» **TASK REQUIREMENTS**
Count how many lines in the data below include "positive". Answer with the number only.

» **DATASET**

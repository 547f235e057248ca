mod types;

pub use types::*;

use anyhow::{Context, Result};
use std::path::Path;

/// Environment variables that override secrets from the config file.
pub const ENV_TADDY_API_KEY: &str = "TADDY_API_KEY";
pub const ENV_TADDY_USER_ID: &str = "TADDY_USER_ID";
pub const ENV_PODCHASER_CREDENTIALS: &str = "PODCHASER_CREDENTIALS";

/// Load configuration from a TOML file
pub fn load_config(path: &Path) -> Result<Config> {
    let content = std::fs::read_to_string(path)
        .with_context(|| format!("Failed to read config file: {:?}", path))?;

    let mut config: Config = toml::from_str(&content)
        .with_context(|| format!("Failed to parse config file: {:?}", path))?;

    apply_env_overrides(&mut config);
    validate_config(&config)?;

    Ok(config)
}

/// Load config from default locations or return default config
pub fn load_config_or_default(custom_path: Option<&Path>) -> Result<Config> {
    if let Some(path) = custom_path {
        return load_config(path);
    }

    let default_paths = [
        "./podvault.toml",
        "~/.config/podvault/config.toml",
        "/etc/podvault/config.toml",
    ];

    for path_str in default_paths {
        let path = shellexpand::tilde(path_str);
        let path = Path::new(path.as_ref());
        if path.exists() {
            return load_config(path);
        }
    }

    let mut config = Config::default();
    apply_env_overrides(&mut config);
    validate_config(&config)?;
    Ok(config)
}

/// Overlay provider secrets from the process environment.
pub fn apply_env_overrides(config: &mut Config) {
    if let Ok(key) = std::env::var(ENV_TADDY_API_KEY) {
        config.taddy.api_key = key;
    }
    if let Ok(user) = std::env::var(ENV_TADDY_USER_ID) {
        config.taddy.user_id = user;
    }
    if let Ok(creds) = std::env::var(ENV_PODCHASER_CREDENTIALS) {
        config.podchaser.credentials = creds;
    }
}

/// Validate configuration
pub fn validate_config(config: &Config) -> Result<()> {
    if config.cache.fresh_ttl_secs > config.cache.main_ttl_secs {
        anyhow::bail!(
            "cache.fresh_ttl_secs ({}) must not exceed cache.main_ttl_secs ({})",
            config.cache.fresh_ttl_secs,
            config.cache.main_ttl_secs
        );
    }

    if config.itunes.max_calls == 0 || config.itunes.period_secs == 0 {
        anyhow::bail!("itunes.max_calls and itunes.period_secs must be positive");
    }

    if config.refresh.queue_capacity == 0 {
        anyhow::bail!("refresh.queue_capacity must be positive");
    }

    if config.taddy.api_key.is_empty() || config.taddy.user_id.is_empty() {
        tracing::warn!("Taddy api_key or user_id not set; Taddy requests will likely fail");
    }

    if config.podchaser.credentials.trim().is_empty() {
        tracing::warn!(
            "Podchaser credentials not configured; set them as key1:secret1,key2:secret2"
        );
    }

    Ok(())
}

---

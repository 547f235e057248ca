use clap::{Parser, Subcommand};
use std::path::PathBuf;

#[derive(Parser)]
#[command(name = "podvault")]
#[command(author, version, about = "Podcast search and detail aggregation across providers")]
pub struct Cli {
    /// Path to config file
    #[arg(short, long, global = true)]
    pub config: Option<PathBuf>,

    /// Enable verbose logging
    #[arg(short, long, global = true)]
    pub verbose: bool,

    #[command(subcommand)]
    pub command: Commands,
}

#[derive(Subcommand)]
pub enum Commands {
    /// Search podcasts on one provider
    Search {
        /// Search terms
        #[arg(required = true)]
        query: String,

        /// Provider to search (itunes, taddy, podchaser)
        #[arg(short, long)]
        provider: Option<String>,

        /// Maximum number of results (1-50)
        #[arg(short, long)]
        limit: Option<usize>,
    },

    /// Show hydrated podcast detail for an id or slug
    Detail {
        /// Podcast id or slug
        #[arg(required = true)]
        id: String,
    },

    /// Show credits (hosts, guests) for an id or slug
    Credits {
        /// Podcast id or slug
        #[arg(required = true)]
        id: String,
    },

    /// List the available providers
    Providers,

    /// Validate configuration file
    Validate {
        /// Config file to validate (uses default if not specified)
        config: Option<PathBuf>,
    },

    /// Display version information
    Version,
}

» **FINAL ANSWER**
2